Promote the coordinated development of colleagues in the upstream and downstream industry chains" - if Jinxin's previous acquisition of medical centers and hospitals is a large-scale horizontal expansion. So this time with the old shareholder Warburg Pincus, it is hoped to lay the foundation for vertical expansion.
Market-oriented LPs are scarce, but listed companies continue to invest
Whether it is Martian or Jinxin Reproduction, market-oriented LP is becoming a scarce resource in the primary market. At present, the proportion of state-owned LPs in the primary market fundraising has continued to increase, accounting for more than 50%. The proportion of LPs of individuals and private enterprises has been declining.
But in the past two months, some market-oriented LPs hidden under the water have surfaced one after another. According to the incomplete disclosure of the "LP Weekly" column of China Ventures, from October to November, 22 listed companies announced the news of investing in LP. See the table below for details:
Among the above companies, WuXi AppTec, Conch Cement, Bloomage Biotech and other companies are active producers and investors who have invested many times. But many more are new entrants.
Some enterprises choose to cooperate with the local state-owned capital and join hands with state-owned assets to set up production and investment, such as He's Ophthalmology in Shenyang, Chutian Technology in Changsha, Guofeng New Materials in Hefei, etc.;In addition to the Martians and Jinxin Reproduction introduced in this article, the other part also includes cases such as Changguang Huaxin's investment in Huatai Zijin, Xinruida's investment in Skyworth Venture Capital, and Zhiou's technology investment in China Merchants Capital.

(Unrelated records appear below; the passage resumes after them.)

//! Response formatting for MCP tool results
//!
//! Tool handlers return the raw JSON the LibreNMS API produced. This
//! module renders it into MCP text content. API and transport failures
//! become error-flagged tool results carrying the failure text, so
//! clients can read them; protocol errors are reserved for requests
//! the server refuses to dispatch.

use lnms_domain::Error;
use rmcp::ErrorData as McpError;
use rmcp::model::{CallToolResult, Content};

/// Response formatter for MCP server tools
pub struct ResponseFormatter;

impl ResponseFormatter {
    /// Wrap an API response as pretty-printed JSON text content
    pub fn json_response(value: &serde_json::Value) -> Result<CallToolResult, McpError> {
        let text = serde_json::to_string_pretty(value)
            .map_err(|e| McpError::internal_error(format!("Failed to render response: {e}"), None))?;
        Ok(CallToolResult::success(vec![Content::text(text)]))
    }

    /// Render the outcome of a LibreNMS API call as a tool result
    ///
    /// Failures on the LibreNMS side do not fail the protocol call;
    /// they come back as an `is_error` result with the error string as
    /// text content.
    pub fn api_response(
        result: Result<serde_json::Value, Error>,
    ) -> Result<CallToolResult, McpError> {
        match result {
            Ok(value) => Self::json_response(&value),
            Err(Error::InvalidArgument { message }) => Err(McpError::invalid_params(message, None)),
            Err(error) => Ok(CallToolResult::error(vec![Content::text(Self::error_text(
                &error,
            ))])),
        }
    }

    fn error_text(error: &Error) -> String {
        match error {
            Error::Api { status, body } => {
                format!("LibreNMS API returned status {status}: {body}")
            }
            other => other.to_string(),
        }
    }
}

#[cfg(test)]
mod tests {
    use super::*;
    use serde_json::json;

    #[test]
    fn json_response_pretty_prints() {
        let result =
            ResponseFormatter::json_response(&json!({"status": "ok"})).expect("should format");
        assert_eq!(result.is_error, None);
        assert_eq!(result.content.len(), 1);
    }

    #[test]
    fn invalid_argument_becomes_a_protocol_error() {
        let err = ResponseFormatter::api_response(Err(Error::invalid_argument("bad hostname")))
            .expect_err("should be a protocol error");
        assert_eq!(err.code, McpError::invalid_params("x", None).code);
    }

    #[test]
    fn api_failure_becomes_an_error_result() {
        let result = ResponseFormatter::api_response(Err(Error::api(404, "not found")))
            .expect("should stay a tool result");
        assert_eq!(result.is_error, Some(true));
        let content = serde_json::to_value(&result.content[0]).expect("content serializes");
        let text = content["text"].as_str().expect("text content");
        assert!(text.contains("404"));
        assert!(text.contains("not found"));
    }
}
//! Async HTTP client for the LibreNMS REST API
//!
//! Thin wrapper over reqwest that pins the `/api/v0` prefix, sends the
//! `X-Auth-Token` header on every request, and decodes JSON bodies.
//! Error bodies are preserved verbatim so callers can surface what the
//! API actually said.

use crate::config::LibreNmsConfig;
use lnms_domain::{Error, Result};
use reqwest::Method;
use serde_json::Value;
use std::time::Duration;
use tracing::debug;

/// Query-string parameters for an API request
pub type Query = serde_json::Map<String, Value>;

/// LibreNMS API client
#[derive(Clone)]
pub struct LibreNmsClient {
    http: reqwest::Client,
    base_url: String,
}

impl LibreNmsClient {
    /// Build a client from connection settings
    pub fn new(config: &LibreNmsConfig) -> Result<Self> {
        let mut headers = reqwest::header::HeaderMap::new();
        let mut token = reqwest::header::HeaderValue::from_str(&config.token)
            .map_err(|e| Error::configuration_with_source("Invalid API token", e))?;
        token.set_sensitive(true);
        headers.insert("X-Auth-Token", token);

        let http = reqwest::Client::builder()
            .default_headers(headers)
            .timeout(Duration::from_secs(config.timeout_secs))
            .danger_accept_invalid_certs(!config.verify_ssl)
            .build()
            .map_err(|e| Error::network_with_source("Failed to build HTTP client", e))?;

        Ok(Self {
            http,
            base_url: config.base_url.trim_end_matches('/').to_string(),
        })
    }

    /// GET an API path, e.g. `devices/42`
    pub async fn get(&self, path: &str, query: Option<&Query>) -> Result<Value> {
        self.request(Method::GET, path, query, None).await
    }

    pub async fn post(&self, path: &str, body: Option<&Value>) -> Result<Value> {
        self.request(Method::POST, path, None, body).await
    }

    pub async fn put(&self, path: &str, body: Option<&Value>) -> Result<Value> {
        self.request(Method::PUT, path, None, body).await
    }

    pub async fn patch(&self, path: &str, body: Option<&Value>) -> Result<Value> {
        self.request(Method::PATCH, path, None, body).await
    }

    /// DELETE an API path; some endpoints take a JSON body
    pub async fn delete(&self, path: &str, body: Option<&Value>) -> Result<Value> {
        self.request(Method::DELETE, path, None, body).await
    }

    async fn request(
        &self,
        method: Method,
        path: &str,
        query: Option<&Query>,
        body: Option<&Value>,
    ) -> Result<Value> {
        let url = format!("{}/api/v0/{}", self.base_url, path);
        debug!(method = %method, url = %url, "LibreNMS API request");

        let mut request = self.http.request(method, &url);
        if let Some(query) = query {
            let pairs: Vec<(&str, String)> = query
                .iter()
                .map(|(k, v)| (k.as_str(), query_value(v)))
                .collect();
            request = request.query(&pairs);
        }
        if let Some(body) = body {
            request = request.json(body);
        }

        let response = request
            .send()
            .await
            .map_err(|e| Error::network_with_source(format!("Request to {url} failed"), e))?;

        let status = response.status();
        if !status.is_success() {
            let body = response.text().await.unwrap_or_default();
            return Err(Error::api(status.as_u16(), body));
        }

        response
            .json()
            .await
            .map_err(|e| Error::network_with_source("Invalid JSON in API response", e))
    }
}

/// Render a JSON value as a query-string value
///
/// Strings pass through unquoted; everything else keeps its JSON form.
fn query_value(value: &Value) -> String {
    match value {
        Value::String(s) => s.clone(),
        other => other.to_string(),
    }
}

/// Percent-encode a value for use as a single URL path segment
///
/// Matches RFC 3986 unreserved characters, so `/`, spaces, and other
/// delimiters in hostnames or interface names are escaped.
pub fn encode_segment(segment: &str) -> String {
    let mut encoded = String::with_capacity(segment.len());
    for byte in segment.bytes() {
        match byte {
            b'A'..=b'Z' | b'a'..=b'z' | b'0'..=b'9' | b'-' | b'.' | b'_' | b'~' => {
                encoded.push(byte as char);
            }
            other => {
                encoded.push('%');
                encoded.push(char::from_digit(u32::from(other >> 4), 16).unwrap_or('0').to_ascii_uppercase());
                encoded.push(char::from_digit(u32::from(other & 0x0f), 16).unwrap_or('0').to_ascii_uppercase());
            }
        }
    }
    encoded
}

#[cfg(test)]
mod tests {
    use super::*;

    #[test]
    fn encode_segment_passes_unreserved() {
        assert_eq!(encode_segment("router-01.example_net~x"), "router-01.example_net~x");
    }

    #[test]
    fn encode_segment_escapes_delimiters() {
        assert_eq!(encode_segment("GigabitEthernet0/1"), "GigabitEthernet0%2F1");
        assert_eq!(encode_segment("port 1"), "port%201");
        assert_eq!(encode_segment("a&b=c"), "a%26b%3Dc");
    }

    #[test]
    fn query_value_strips_string_quotes() {
        assert_eq!(query_value(&Value::String("up".into())), "up");
        assert_eq!(query_value(&Value::from(7)), "7");
        assert_eq!(query_value(&Value::Bool(true)), "true");
    }
}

The former is deeply involved in the construction of local industries and economic development, and the latter is one of the ways to repay shareholders. The two paths are different, but the logic is similar: to find new development opportunities and lay the foundation for subsequent business expansion or corporate mergers and acquisitions.

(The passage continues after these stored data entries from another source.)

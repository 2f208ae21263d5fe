//! Network resource tools: ARP, BGP, OSPF, VRF, VLANs, links, FDB

use rmcp::ErrorData as McpError;
use rmcp::handler::server::wrapper::Parameters;
use rmcp::model::CallToolResult;
use std::sync::Arc;

use lnms_infrastructure::{LibreNmsClient, Query};

use super::check_args;
use crate::args::{ArpSearchArgs, BgpEditArgs, BgpIdArgs, BgpSessionsArgs, MacArgs, NoArgs};
use crate::formatter::ResponseFormatter;

/// Handler for network resource APIs
#[derive(Clone)]
pub struct NetworkHandler {
    client: Arc<LibreNmsClient>,
}

impl NetworkHandler {
    pub fn new(client: Arc<LibreNmsClient>) -> Self {
        Self { client }
    }

    pub async fn arp_search(
        &self,
        Parameters(args): Parameters<ArpSearchArgs>,
    ) -> Result<CallToolResult, McpError> {
        let response = self
            .client
            .get(&format!("resources/ip/arp/{}", args.query), None)
            .await;
        ResponseFormatter::api_response(response)
    }

    pub async fn bgp_sessions(
        &self,
        Parameters(args): Parameters<BgpSessionsArgs>,
    ) -> Result<CallToolResult, McpError> {
        let mut query = Query::new();
        if let Some(hostname) = args.hostname {
            query.insert("hostname".into(), hostname.into());
        }
        if let Some(asn) = args.asn {
            query.insert("asn".into(), asn.into());
        }
        if let Some(remote_asn) = args.remote_asn {
            query.insert("remote_asn".into(), remote_asn.into());
        }
        if let Some(remote_address) = args.remote_address {
            query.insert("remote_address".into(), remote_address.into());
        }
        if let Some(local_address) = args.local_address {
            query.insert("local_address".into(), local_address.into());
        }
        if let Some(bgp_descr) = args.bgp_descr {
            query.insert("bgp_descr".into(), bgp_descr.into());
        }
        if let Some(bgp_state) = args.bgp_state {
            query.insert("bgp_state".into(), bgp_state.into());
        }
        if let Some(bgp_adminstate) = args.bgp_adminstate {
            query.insert("bgp_adminstate".into(), bgp_adminstate.into());
        }
        if let Some(bgp_family) = args.bgp_family {
            query.insert("bgp_family".into(), bgp_family.into());
        }
        let query = (!query.is_empty()).then_some(&query);
        let response = self
            .client
            .get("bgp", query)
            .await;
        ResponseFormatter::api_response(response)
    }

    pub async fn bgp_session_get(
        &self,
        Parameters(args): Parameters<BgpIdArgs>,
    ) -> Result<CallToolResult, McpError> {
        check_args(&args)?;
        let response = self
            .client
            .get(&format!("bgp/{}", args.bgp_id), None)
            .await;
        ResponseFormatter::api_response(response)
    }

    pub async fn bgp_session_edit(
        &self,
        Parameters(args): Parameters<BgpEditArgs>,
    ) -> Result<CallToolResult, McpError> {
        check_args(&args)?;
        let response = self
            .client
            .post(&format!("bgp/{}", args.bgp_id), Some(&args.payload))
            .await;
        ResponseFormatter::api_response(response)
    }

    pub async fn routing_ip_addresses(
        &self,
        Parameters(_args): Parameters<NoArgs>,
    ) -> Result<CallToolResult, McpError> {
        let response = self
            .client
            .get("resources/ip/addresses", None)
            .await;
        ResponseFormatter::api_response(response)
    }

    pub async fn switching_vlans(
        &self,
        Parameters(_args): Parameters<NoArgs>,
    ) -> Result<CallToolResult, McpError> {
        let response = self
            .client
            .get("resources/vlans", None)
            .await;
        ResponseFormatter::api_response(response)
    }

    pub async fn switching_links(
        &self,
        Parameters(_args): Parameters<NoArgs>,
    ) -> Result<CallToolResult, McpError> {
        let response = self
            .client
            .get("resources/links", None)
            .await;
        ResponseFormatter::api_response(response)
    }

    pub async fn fdb_lookup(
        &self,
        Parameters(args): Parameters<MacArgs>,
    ) -> Result<CallToolResult, McpError> {
        let response = self
            .client
            .get(&format!("resources/fdb/{}", args.mac), None)
            .await;
        ResponseFormatter::api_response(response)
    }

    pub async fn ospf_list(
        &self,
        Parameters(_args): Parameters<NoArgs>,
    ) -> Result<CallToolResult, McpError> {
        let response = self
            .client
            .get("ospf", None)
            .await;
        ResponseFormatter::api_response(response)
    }

    pub async fn ospf_ports(
        &self,
        Parameters(_args): Parameters<NoArgs>,
    ) -> Result<CallToolResult, McpError> {
        let response = self
            .client
            .get("ospf_ports", None)
            .await;
        ResponseFormatter::api_response(response)
    }

    pub async fn vrf_list(
        &self,
        Parameters(_args): Parameters<NoArgs>,
    ) -> Result<CallToolResult, McpError> {
        let response = self
            .client
            .get("routing/vrf", None)
            .await;
        ResponseFormatter::api_response(response)
    }
}
//! System info and health check tools

use rmcp::ErrorData as McpError;
use rmcp::handler::server::wrapper::Parameters;
use rmcp::model::CallToolResult;
use std::sync::Arc;

use lnms_infrastructure::LibreNmsClient;

use crate::args::NoArgs;
use crate::formatter::ResponseFormatter;

/// Handler for the system API
#[derive(Clone)]
pub struct SystemHandler {
    client: Arc<LibreNmsClient>,
}

impl SystemHandler {
    pub fn new(client: Arc<LibreNmsClient>) -> Self {
        Self { client }
    }

    pub async fn system_info(
        &self,
        Parameters(_args): Parameters<NoArgs>,
    ) -> Result<CallToolResult, McpError> {
        let response = self
            .client
            .get("system", None)
            .await;
        ResponseFormatter::api_response(response)
    }

    pub async fn ping(
        &self,
        Parameters(_args): Parameters<NoArgs>,
    ) -> Result<CallToolResult, McpError> {
        let response = self
            .client
            .get("ping", None)
            .await;
        ResponseFormatter::api_response(response)
    }
}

It can be seen that although the overall proportion has decreased, listed companies are still steadily and continuously investing.

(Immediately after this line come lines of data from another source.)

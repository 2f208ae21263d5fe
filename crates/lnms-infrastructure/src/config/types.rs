//! Configuration data types

use serde::{Deserialize, Serialize};
use std::fmt;
use std::path::PathBuf;
use std::str::FromStr;

/// Transport the MCP server listens on
#[derive(Debug, Clone, Copy, PartialEq, Eq, Default, Serialize, Deserialize)]
#[serde(rename_all = "lowercase")]
pub enum TransportMode {
    /// MCP over stdin/stdout (default)
    #[default]
    Stdio,
    /// JSON-RPC over HTTP with SSE notifications
    Http,
    /// Both stdio and HTTP, running concurrently
    Hybrid,
}

impl FromStr for TransportMode {
    type Err = String;

    fn from_str(s: &str) -> Result<Self, Self::Err> {
        match s.to_lowercase().as_str() {
            "stdio" => Ok(Self::Stdio),
            "http" => Ok(Self::Http),
            "hybrid" => Ok(Self::Hybrid),
            other => Err(format!(
                "Invalid transport mode: {other}. Use stdio, http, or hybrid"
            )),
        }
    }
}

impl fmt::Display for TransportMode {
    fn fmt(&self, f: &mut fmt::Formatter<'_>) -> fmt::Result {
        match self {
            Self::Stdio => write!(f, "stdio"),
            Self::Http => write!(f, "http"),
            Self::Hybrid => write!(f, "hybrid"),
        }
    }
}

/// Connection settings for the LibreNMS API
#[derive(Debug, Clone, Serialize, Deserialize)]
pub struct LibreNmsConfig {
    /// LibreNMS base URL, e.g. `https://nms.example.com`
    pub base_url: String,
    /// LibreNMS API token (sent as `X-Auth-Token`)
    pub token: String,
    /// Verify TLS certificates when talking to the API
    pub verify_ssl: bool,
    /// Request timeout in seconds
    pub timeout_secs: u64,
}

impl Default for LibreNmsConfig {
    fn default() -> Self {
        Self {
            base_url: String::new(),
            token: String::new(),
            verify_ssl: true,
            timeout_secs: 30,
        }
    }
}

/// MCP server transport settings
#[derive(Debug, Clone, Serialize, Deserialize)]
pub struct ServerConfig {
    /// Transport mode (stdio, http, hybrid)
    pub transport_mode: TransportMode,
    /// Host to bind the HTTP transport to
    pub host: String,
    /// Port for the HTTP transport
    pub port: u16,
    /// Add CORS headers for browser clients
    pub enable_cors: bool,
}

impl Default for ServerConfig {
    fn default() -> Self {
        Self {
            transport_mode: TransportMode::Stdio,
            host: "127.0.0.1".to_string(),
            port: 8080,
            enable_cors: true,
        }
    }
}

/// Access policy settings
#[derive(Debug, Clone, Default, Serialize, Deserialize)]
pub struct AccessConfig {
    /// Refuse every tool that is not tagged read-only
    pub read_only: bool,
    /// Tools carrying any of these tags are removed from the catalog
    #[serde(default)]
    pub disabled_tags: Vec<String>,
}

/// Sliding-window rate limiting for tool calls
#[derive(Debug, Clone, Serialize, Deserialize)]
pub struct RateLimitConfig {
    /// Enable the limiter
    pub enabled: bool,
    /// Maximum tool calls per window
    pub max_requests: usize,
    /// Window length in seconds
    pub window_secs: u64,
}

impl Default for RateLimitConfig {
    fn default() -> Self {
        Self {
            enabled: false,
            max_requests: 60,
            window_secs: 60,
        }
    }
}

/// Logging configuration
#[derive(Debug, Clone, Serialize, Deserialize)]
pub struct LoggingConfig {
    /// Log level (trace, debug, info, warn, error)
    pub level: String,
    /// Enable JSON output format
    pub json_format: bool,
    /// Log to file in addition to stderr
    pub file_output: Option<PathBuf>,
}

impl Default for LoggingConfig {
    fn default() -> Self {
        Self {
            level: "info".to_string(),
            json_format: false,
            file_output: None,
        }
    }
}

/// Optional Sentry error tracking
#[derive(Debug, Clone, Default, Serialize, Deserialize)]
pub struct TelemetryConfig {
    /// Sentry DSN; telemetry is disabled when unset or empty
    pub dsn: Option<String>,
    /// Fraction of transactions sampled for performance monitoring
    #[serde(default)]
    pub traces_sample_rate: f32,
    /// Environment name reported with events
    pub environment: Option<String>,
}

/// Main application configuration
#[derive(Debug, Clone, Default, Serialize, Deserialize)]
pub struct AppConfig {
    /// LibreNMS API connection
    #[serde(default)]
    pub librenms: LibreNmsConfig,
    /// Server transport settings
    #[serde(default)]
    pub server: ServerConfig,
    /// Access policy
    #[serde(default)]
    pub access: AccessConfig,
    /// Rate limiting
    #[serde(default)]
    pub rate_limit: RateLimitConfig,
    /// Logging
    #[serde(default)]
    pub logging: LoggingConfig,
    /// Error tracking
    #[serde(default)]
    pub telemetry: TelemetryConfig,
}

impl AppConfig {
    /// Check that the LibreNMS credentials required at runtime are present
    ///
    /// Deferred from load time so that listing-only invocations (e.g.
    /// `--help`) and tests do not need credentials.
    pub fn require_credentials(&self) -> lnms_domain::Result<()> {
        if self.librenms.base_url.trim().is_empty() {
            return Err(lnms_domain::Error::configuration(
                "Missing LibreNMS base URL (set librenms.base_url or LIBRENMS_URL)",
            ));
        }
        if self.librenms.token.trim().is_empty() {
            return Err(lnms_domain::Error::configuration(
                "Missing LibreNMS API token (set librenms.token or LIBRENMS_TOKEN)",
            ));
        }
        Ok(())
    }
}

This may be closely related to the current technological revolution that is changing dramatically. Whether it is a listed company or an innovative enterprise, the investment in technological innovation is never-ending - just look at the degree of "involution" of the new energy industry chain, even the giant enterprises may fall before the next winter. The biggest advantage of large enterprises in maintaining technological leadership is capital -- using investment to achieve technological leadership transfer.
Part of this investment will inevitably be tilted towards venture capital that is closer to cutting-edge technology. With the blessing of the LP of listed companies, it strengthens the industrial attributes of the institution and enhances the ability to invest in future technology. This is how the benign interaction between listed companies and investment institutions has been formed.
For GPs, those new LPs are also worth cherishing. In the first 9 months, the total profits of industrial enterprises above the national scale fell by 9 percent year-on-year0%), which undoubtedly contributed "salary" and "fire" to this cold winter.